Exercise details: An exact copy of all the data is the expected answer.

Exercise data:
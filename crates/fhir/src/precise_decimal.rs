use std::cmp::Ordering;
use std::str::FromStr;
use std::sync::Arc;

use rust_decimal::Decimal;
use serde_json::{Number, Value};

/// High-precision decimal type that preserves its original text.
///
/// FHIR requires that decimal values keep their precision across a round trip:
/// `1.50` must be written back as `1.50`, not `1.5`. This type stores the parsed
/// [`Decimal`] for comparisons and arithmetic next to the text it was read from.
///
/// Equality and ordering use the numeric value, so `10.0 == 10.00`. Text that
/// does not fit `Decimal` (exponents beyond its range) is still preserved; such
/// values compare by text.
///
/// # Examples
///
/// ```rust
/// use meridian_fhir::PreciseDecimal;
/// use rust_decimal::Decimal;
///
/// let precise = PreciseDecimal::from(Decimal::new(12340, 3));
/// assert_eq!(precise.original_string(), "12.340");
///
/// let a = PreciseDecimal::parse("10.0");
/// let b = PreciseDecimal::parse("10.00");
/// assert_eq!(a, b);
/// assert_eq!(b.original_string(), "10.00");
/// ```
#[derive(Debug, Clone)]
pub struct PreciseDecimal {
    /// The parsed decimal value, `None` if the text is out of range
    value: Option<Decimal>,
    /// The original text, written back verbatim
    original_string: Arc<str>,
}

impl PreciseDecimal {
    /// Creates a `PreciseDecimal` from an explicit value and text.
    pub fn from_parts(value: Option<Decimal>, original_string: String) -> Self {
        Self {
            value,
            original_string: Arc::from(original_string),
        }
    }

    /// Parses decimal text, keeping the text even when it does not fit `Decimal`.
    pub fn parse(text: &str) -> Self {
        Self {
            value: parse_decimal_string(text),
            original_string: Arc::from(text),
        }
    }

    /// Returns the parsed decimal value if parsing was successful.
    pub fn value(&self) -> Option<Decimal> {
        self.value
    }

    /// Returns the original text.
    pub fn original_string(&self) -> &str {
        &self.original_string
    }

    /// Converts to a JSON number carrying the original text.
    ///
    /// Requires `serde_json`'s `arbitrary_precision` feature, which keeps the
    /// digits as written. Text that is not a valid JSON number falls back to
    /// the canonical form of the parsed value, or to a string.
    pub fn to_json(&self) -> Value {
        if let Ok(number) = serde_json::from_str::<Number>(&self.original_string) {
            return Value::Number(number);
        }
        let canonical = self.value.map(|v| v.to_string());
        match canonical.map(|text| serde_json::from_str::<Number>(&text)) {
            Some(Ok(number)) => Value::Number(number),
            _ => Value::String(self.original_string.to_string()),
        }
    }
}

/// Parses a decimal string with support for scientific notation.
fn parse_decimal_string(s: &str) -> Option<Decimal> {
    if s.contains(['e', 'E']) {
        Decimal::from_scientific(&s.replace('E', "e")).ok()
    } else {
        Decimal::from_str(s).ok()
    }
}

impl PartialEq for PreciseDecimal {
    fn eq(&self, other: &Self) -> bool {
        self.cmp(other) == Ordering::Equal
    }
}

impl Eq for PreciseDecimal {}

impl PartialOrd for PreciseDecimal {
    fn partial_cmp(&self, other: &Self) -> Option<Ordering> {
        Some(self.cmp(other))
    }
}

/// Numeric order; unparsed values sort first, by text.
impl Ord for PreciseDecimal {
    fn cmp(&self, other: &Self) -> Ordering {
        match (self.value, other.value) {
            (Some(a), Some(b)) => a.cmp(&b),
            (None, Some(_)) => Ordering::Less,
            (Some(_), None) => Ordering::Greater,
            (None, None) => self.original_string.cmp(&other.original_string),
        }
    }
}

impl From<Decimal> for PreciseDecimal {
    fn from(value: Decimal) -> Self {
        Self {
            value: Some(value),
            original_string: Arc::from(value.to_string()),
        }
    }
}

impl std::fmt::Display for PreciseDecimal {
    fn fmt(&self, f: &mut std::fmt::Formatter<'_>) -> std::fmt::Result {
        f.write_str(&self.original_string)
    }
}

Output for this exercise:
filename crates/fhir/src/precise_decimal.rs
use std::cmp::Ordering;
use std::str::FromStr;
use std::sync::Arc;

use rust_decimal::Decimal;
use serde_json::{Number, Value};

/// High-precision decimal type that preserves its original text.
///
/// FHIR requires that decimal values keep their precision across a round trip:
/// `1.50` must be written back as `1.50`, not `1.5`. This type stores the parsed
/// [`Decimal`] for comparisons and arithmetic next to the text it was read from.
///
/// Equality and ordering use the numeric value, so `10.0 == 10.00`. Text that
/// does not fit `Decimal` (exponents beyond its range) is still preserved; such
/// values compare by text.
///
/// # Examples
///
/// ```rust
/// use meridian_fhir::PreciseDecimal;
/// use rust_decimal::Decimal;
///
/// let precise = PreciseDecimal::from(Decimal::new(12340, 3));
/// assert_eq!(precise.original_string(), "12.340");
///
/// let a = PreciseDecimal::parse("10.0");
/// let b = PreciseDecimal::parse("10.00");
/// assert_eq!(a, b);
/// assert_eq!(b.original_string(), "10.00");
/// ```
#[derive(Debug, Clone)]
pub struct PreciseDecimal {
    /// The parsed decimal value, `None` if the text is out of range
    value: Option<Decimal>,
    /// The original text, written back verbatim
    original_string: Arc<str>,
}

impl PreciseDecimal {
    /// Creates a `PreciseDecimal` from an explicit value and text.
    pub fn from_parts(value: Option<Decimal>, original_string: String) -> Self {
        Self {
            value,
            original_string: Arc::from(original_string),
        }
    }

    /// Parses decimal text, keeping the text even when it does not fit `Decimal`.
    pub fn parse(text: &str) -> Self {
        Self {
            value: parse_decimal_string(text),
            original_string: Arc::from(text),
        }
    }

    /// Returns the parsed decimal value if parsing was successful.
    pub fn value(&self) -> Option<Decimal> {
        self.value
    }

    /// Returns the original text.
    pub fn original_string(&self) -> &str {
        &self.original_string
    }

    /// Converts to a JSON number carrying the original text.
    ///
    /// Requires `serde_json`'s `arbitrary_precision` feature, which keeps the
    /// digits as written. Text that is not a valid JSON number falls back to
    /// the canonical form of the parsed value, or to a string.
    pub fn to_json(&self) -> Value {
        if let Ok(number) = serde_json::from_str::<Number>(&self.original_string) {
            return Value::Number(number);
        }
        let canonical = self.value.map(|v| v.to_string());
        match canonical.map(|text| serde_json::from_str::<Number>(&text)) {
            Some(Ok(number)) => Value::Number(number),
            _ => Value::String(self.original_string.to_string()),
        }
    }
}

/// Parses a decimal string with support for scientific notation.
fn parse_decimal_string(s: &str) -> Option<Decimal> {
    if s.contains(['e', 'E']) {
        Decimal::from_scientific(&s.replace('E', "e")).ok()
    } else {
        Decimal::from_str(s).ok()
    }
}

impl PartialEq for PreciseDecimal {
    fn eq(&self, other: &Self) -> bool {
        self.cmp(other) == Ordering::Equal
    }
}

impl Eq for PreciseDecimal {}

impl PartialOrd for PreciseDecimal {
    fn partial_cmp(&self, other: &Self) -> Option<Ordering> {
        Some(self.cmp(other))
    }
}

/// Numeric order; unparsed values sort first, by text.
impl Ord for PreciseDecimal {
    fn cmp(&self, other: &Self) -> Ordering {
        match (self.value, other.value) {
            (Some(a), Some(b)) => a.cmp(&b),
            (None, Some(_)) => Ordering::Less,
            (Some(_), None) => Ordering::Greater,
            (None, None) => self.original_string.cmp(&other.original_string),
        }
    }
}

impl From<Decimal> for PreciseDecimal {
    fn from(value: Decimal) -> Self {
        Self {
            value: Some(value),
            original_string: Arc::from(value.to_string()),
        }
    }
}

impl std::fmt::Display for PreciseDecimal {
    fn fmt(&self, f: &mut std::fmt::Formatter<'_>) -> std::fmt::Result {
        f.write_str(&self.original_string)
    }
}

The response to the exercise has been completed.